## WORK REQUEST:
Which lines of the records below contain the string "DefaultOnRequest"? Report each of them.

## Dataset entries:
________________________

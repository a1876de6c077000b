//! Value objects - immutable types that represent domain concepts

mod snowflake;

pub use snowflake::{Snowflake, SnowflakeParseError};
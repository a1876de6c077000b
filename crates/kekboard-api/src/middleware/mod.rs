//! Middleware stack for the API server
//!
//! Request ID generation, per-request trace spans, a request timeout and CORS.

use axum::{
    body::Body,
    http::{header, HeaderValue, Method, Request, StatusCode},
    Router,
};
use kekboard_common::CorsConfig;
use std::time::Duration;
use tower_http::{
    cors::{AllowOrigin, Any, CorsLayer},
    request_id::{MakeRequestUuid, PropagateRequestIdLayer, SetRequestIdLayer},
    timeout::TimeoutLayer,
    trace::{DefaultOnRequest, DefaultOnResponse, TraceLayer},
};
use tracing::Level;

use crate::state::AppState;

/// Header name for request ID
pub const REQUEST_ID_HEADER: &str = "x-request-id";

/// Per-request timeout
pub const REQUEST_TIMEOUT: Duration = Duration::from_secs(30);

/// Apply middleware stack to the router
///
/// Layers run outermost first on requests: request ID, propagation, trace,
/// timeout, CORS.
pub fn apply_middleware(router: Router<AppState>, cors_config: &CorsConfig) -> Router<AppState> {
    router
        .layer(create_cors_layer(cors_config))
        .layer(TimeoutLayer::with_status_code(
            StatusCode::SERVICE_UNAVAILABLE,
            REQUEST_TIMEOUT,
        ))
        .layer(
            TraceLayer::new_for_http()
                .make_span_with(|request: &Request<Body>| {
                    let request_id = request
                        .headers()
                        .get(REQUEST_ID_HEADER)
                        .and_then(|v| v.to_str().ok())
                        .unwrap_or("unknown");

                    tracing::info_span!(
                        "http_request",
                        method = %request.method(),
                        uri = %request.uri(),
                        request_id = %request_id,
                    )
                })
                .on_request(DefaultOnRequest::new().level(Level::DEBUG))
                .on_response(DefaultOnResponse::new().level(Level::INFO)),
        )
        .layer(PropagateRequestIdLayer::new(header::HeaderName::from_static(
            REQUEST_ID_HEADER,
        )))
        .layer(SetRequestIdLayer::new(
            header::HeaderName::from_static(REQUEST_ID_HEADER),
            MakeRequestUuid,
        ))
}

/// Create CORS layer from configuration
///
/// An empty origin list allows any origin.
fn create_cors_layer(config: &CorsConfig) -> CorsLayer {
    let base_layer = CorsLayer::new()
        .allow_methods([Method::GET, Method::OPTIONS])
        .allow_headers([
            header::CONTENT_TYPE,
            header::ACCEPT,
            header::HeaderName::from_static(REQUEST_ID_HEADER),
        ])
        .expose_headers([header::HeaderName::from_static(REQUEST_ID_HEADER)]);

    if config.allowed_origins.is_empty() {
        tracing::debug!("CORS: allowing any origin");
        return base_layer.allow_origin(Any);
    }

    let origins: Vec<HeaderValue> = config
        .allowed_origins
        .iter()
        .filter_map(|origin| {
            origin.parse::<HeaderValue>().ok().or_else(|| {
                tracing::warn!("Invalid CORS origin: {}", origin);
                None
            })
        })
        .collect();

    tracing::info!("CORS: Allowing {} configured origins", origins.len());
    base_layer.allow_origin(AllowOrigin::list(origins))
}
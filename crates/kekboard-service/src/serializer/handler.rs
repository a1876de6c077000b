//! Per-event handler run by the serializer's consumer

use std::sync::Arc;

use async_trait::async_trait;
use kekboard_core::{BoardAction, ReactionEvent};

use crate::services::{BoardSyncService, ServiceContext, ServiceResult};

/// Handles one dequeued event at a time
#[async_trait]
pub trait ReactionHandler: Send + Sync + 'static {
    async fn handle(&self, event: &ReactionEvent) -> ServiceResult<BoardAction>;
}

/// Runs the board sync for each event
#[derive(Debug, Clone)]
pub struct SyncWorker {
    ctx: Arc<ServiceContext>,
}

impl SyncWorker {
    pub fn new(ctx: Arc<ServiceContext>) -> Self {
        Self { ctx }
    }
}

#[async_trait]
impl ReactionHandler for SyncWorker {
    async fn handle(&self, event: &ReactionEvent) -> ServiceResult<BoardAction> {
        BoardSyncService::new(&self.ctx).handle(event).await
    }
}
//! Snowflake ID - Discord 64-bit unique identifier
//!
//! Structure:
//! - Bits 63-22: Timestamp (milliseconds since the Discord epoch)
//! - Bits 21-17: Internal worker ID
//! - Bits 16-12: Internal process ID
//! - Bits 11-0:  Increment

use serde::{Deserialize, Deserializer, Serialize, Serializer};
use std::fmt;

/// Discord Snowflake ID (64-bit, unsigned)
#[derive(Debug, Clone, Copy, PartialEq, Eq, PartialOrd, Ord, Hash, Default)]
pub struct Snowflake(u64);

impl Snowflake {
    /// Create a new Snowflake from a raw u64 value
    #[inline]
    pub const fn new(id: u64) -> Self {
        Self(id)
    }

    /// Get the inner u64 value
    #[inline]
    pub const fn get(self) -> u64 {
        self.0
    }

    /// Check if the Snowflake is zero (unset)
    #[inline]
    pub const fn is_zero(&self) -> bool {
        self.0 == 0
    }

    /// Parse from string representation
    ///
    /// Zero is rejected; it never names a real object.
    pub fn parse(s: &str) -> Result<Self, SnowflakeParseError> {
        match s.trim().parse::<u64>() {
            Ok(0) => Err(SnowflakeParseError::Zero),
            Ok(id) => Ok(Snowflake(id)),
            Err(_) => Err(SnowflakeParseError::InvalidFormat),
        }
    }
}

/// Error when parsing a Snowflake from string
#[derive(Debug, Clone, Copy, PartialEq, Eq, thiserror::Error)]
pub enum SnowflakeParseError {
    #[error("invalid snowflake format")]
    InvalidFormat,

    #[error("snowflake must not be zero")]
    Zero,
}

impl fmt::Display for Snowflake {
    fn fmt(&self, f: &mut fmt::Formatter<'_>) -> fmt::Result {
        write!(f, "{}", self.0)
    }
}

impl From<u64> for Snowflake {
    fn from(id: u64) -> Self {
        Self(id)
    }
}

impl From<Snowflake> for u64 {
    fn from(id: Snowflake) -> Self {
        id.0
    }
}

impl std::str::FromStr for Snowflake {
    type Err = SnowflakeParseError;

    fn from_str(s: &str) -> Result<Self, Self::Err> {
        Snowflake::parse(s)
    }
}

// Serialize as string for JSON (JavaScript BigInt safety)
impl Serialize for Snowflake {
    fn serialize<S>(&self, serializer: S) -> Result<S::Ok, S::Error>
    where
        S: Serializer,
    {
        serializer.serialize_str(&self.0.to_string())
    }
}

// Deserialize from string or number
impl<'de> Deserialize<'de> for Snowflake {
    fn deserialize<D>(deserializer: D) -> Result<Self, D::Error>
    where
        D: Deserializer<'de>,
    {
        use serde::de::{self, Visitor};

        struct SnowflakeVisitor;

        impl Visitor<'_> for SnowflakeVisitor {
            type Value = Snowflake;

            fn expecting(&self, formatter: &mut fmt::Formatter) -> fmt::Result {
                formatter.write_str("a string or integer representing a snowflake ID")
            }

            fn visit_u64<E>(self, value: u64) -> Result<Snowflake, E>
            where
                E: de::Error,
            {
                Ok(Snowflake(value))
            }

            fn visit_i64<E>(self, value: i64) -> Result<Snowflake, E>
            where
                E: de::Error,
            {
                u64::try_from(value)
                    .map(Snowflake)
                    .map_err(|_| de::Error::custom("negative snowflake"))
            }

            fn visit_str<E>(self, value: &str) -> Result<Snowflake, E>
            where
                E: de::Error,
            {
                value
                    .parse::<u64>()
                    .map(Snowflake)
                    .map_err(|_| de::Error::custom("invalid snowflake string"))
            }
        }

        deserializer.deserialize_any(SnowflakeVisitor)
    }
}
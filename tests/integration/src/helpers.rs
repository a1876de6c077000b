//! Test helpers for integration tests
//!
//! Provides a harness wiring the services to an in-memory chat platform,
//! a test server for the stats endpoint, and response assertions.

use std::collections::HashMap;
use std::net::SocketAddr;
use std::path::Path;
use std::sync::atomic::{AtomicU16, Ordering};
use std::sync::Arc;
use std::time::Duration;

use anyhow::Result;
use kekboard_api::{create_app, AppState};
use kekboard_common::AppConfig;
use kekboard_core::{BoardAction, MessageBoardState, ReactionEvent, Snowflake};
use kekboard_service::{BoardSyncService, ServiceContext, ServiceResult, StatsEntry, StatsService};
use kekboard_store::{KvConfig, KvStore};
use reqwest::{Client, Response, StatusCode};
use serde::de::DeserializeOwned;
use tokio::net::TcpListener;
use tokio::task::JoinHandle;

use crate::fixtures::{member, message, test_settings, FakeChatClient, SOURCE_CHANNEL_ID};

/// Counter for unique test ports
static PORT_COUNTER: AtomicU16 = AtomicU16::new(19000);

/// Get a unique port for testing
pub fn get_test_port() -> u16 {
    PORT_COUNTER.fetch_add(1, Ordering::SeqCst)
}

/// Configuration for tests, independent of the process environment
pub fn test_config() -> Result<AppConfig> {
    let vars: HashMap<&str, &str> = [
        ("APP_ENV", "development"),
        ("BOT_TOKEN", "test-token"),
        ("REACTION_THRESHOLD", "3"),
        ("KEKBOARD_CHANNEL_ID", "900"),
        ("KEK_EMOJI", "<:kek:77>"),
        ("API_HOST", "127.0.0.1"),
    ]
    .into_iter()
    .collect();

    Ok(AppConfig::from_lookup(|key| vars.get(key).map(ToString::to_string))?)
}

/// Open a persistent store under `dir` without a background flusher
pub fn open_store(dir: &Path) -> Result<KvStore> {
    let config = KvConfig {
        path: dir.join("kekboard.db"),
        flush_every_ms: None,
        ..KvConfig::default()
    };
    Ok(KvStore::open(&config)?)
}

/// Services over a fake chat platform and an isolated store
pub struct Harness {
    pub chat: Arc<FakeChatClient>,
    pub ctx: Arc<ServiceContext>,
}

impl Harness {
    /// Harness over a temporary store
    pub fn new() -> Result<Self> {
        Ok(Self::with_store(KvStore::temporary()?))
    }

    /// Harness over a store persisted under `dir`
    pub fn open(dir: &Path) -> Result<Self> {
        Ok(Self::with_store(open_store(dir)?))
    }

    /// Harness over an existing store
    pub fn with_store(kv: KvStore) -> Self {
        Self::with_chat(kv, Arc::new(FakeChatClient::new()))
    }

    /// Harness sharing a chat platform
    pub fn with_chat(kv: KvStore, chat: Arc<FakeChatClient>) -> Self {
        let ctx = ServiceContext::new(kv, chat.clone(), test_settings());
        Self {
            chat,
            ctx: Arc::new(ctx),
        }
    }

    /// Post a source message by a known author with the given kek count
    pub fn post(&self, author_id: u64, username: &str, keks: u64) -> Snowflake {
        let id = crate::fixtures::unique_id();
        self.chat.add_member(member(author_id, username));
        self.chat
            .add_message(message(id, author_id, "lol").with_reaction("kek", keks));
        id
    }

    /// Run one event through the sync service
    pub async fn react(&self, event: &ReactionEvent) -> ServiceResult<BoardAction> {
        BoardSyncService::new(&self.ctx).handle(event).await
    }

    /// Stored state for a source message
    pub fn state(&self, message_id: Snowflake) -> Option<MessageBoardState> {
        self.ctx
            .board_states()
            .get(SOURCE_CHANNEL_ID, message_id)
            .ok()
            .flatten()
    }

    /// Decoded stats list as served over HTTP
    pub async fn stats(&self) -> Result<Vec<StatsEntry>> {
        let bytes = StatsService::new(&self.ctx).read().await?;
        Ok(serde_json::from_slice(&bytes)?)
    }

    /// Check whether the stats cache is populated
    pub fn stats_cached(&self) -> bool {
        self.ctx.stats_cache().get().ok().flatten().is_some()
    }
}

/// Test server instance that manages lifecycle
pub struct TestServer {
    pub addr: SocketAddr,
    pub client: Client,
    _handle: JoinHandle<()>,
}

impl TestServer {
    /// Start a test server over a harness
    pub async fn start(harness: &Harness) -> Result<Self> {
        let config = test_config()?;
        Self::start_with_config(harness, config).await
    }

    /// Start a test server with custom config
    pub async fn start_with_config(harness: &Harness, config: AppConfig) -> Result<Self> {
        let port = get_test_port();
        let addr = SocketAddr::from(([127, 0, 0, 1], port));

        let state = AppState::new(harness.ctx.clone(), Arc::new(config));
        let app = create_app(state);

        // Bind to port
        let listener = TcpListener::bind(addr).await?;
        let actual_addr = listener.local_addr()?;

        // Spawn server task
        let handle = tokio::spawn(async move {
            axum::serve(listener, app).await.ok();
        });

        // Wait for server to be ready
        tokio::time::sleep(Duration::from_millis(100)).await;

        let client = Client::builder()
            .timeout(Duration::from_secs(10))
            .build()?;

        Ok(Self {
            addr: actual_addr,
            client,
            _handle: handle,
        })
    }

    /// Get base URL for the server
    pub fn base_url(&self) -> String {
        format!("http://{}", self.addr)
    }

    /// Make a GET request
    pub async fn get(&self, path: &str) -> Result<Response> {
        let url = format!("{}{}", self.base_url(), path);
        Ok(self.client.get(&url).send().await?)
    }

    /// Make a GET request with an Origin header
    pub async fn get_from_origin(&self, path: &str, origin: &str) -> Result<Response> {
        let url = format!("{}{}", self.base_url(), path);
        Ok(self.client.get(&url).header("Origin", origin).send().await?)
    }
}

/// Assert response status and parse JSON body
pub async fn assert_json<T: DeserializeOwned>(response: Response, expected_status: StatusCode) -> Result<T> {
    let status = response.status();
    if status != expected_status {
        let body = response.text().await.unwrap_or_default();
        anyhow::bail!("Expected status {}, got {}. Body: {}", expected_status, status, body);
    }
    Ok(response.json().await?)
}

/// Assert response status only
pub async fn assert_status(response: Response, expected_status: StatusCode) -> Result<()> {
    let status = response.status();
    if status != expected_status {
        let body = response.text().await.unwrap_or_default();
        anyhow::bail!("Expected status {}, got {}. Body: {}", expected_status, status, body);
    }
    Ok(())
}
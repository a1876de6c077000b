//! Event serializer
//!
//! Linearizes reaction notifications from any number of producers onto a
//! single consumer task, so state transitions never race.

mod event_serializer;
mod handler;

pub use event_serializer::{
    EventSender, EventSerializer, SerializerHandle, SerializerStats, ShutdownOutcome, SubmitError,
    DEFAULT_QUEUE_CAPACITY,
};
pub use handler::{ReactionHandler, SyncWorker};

________________________

## PROBLEM SOLUTION:
    trace::{DefaultOnRequest, DefaultOnResponse, TraceLayer},
                .on_request(DefaultOnRequest::new().level(Level::DEBUG))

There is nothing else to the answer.